=== Begin Enclosure ===

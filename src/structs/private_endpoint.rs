use serde::Serialize;
use serde_json::Value;

/// A private endpoint attached to the workspace. Endpoints come from two
/// sources with different shapes: connections embedded in the workspace
/// descriptor (id + states only) and endpoints listed in the resource group
/// (full detail); absent fields stay `None`.
#[derive(Debug, Clone, Serialize, Default)]
pub struct PrivateEndpointInfo {
    #[serde(skip_serializing_if = "Option::is_none")]
    pub id: Option<String>,
    #[serde(skip_serializing_if = "Option::is_none")]
    pub name: Option<String>,
    #[serde(skip_serializing_if = "Option::is_none")]
    pub location: Option<String>,
    #[serde(skip_serializing_if = "Option::is_none")]
    pub subnet: Option<String>,
    #[serde(skip_serializing_if = "Vec::is_empty", default)]
    pub network_interfaces: Vec<String>,
    #[serde(skip_serializing_if = "Option::is_none")]
    pub provisioning_state: Option<String>,
    #[serde(skip_serializing_if = "Option::is_none")]
    pub connection_state: Option<Value>,
}
use std::collections::BTreeMap;
use serde::Serialize;
use crate::enums::network_type::NetworkType;

/// Human-oriented summary attached to the network report.
#[derive(Debug, Clone, Serialize)]
pub struct NetworkSummary {
    pub configuration_type: NetworkType,
    pub security_level: String,
    pub connectivity: ConnectivitySummary,
    pub key_findings: Vec<String>,
    pub recommendations: Vec<String>,
}

#[derive(Debug, Clone, Serialize)]
pub struct ConnectivitySummary {
    pub inbound: InboundConnectivity,
    /// Outbound rule counts keyed by rule type
    pub outbound: BTreeMap<String, usize>,
}

#[derive(Debug, Clone, Serialize)]
pub struct InboundConnectivity {
    pub public_access: bool,
    pub private_endpoints: usize,
    pub service_endpoints: usize,
}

=== End Enclosure ===

Total lines with "String" in the records above: report that figure alone.

10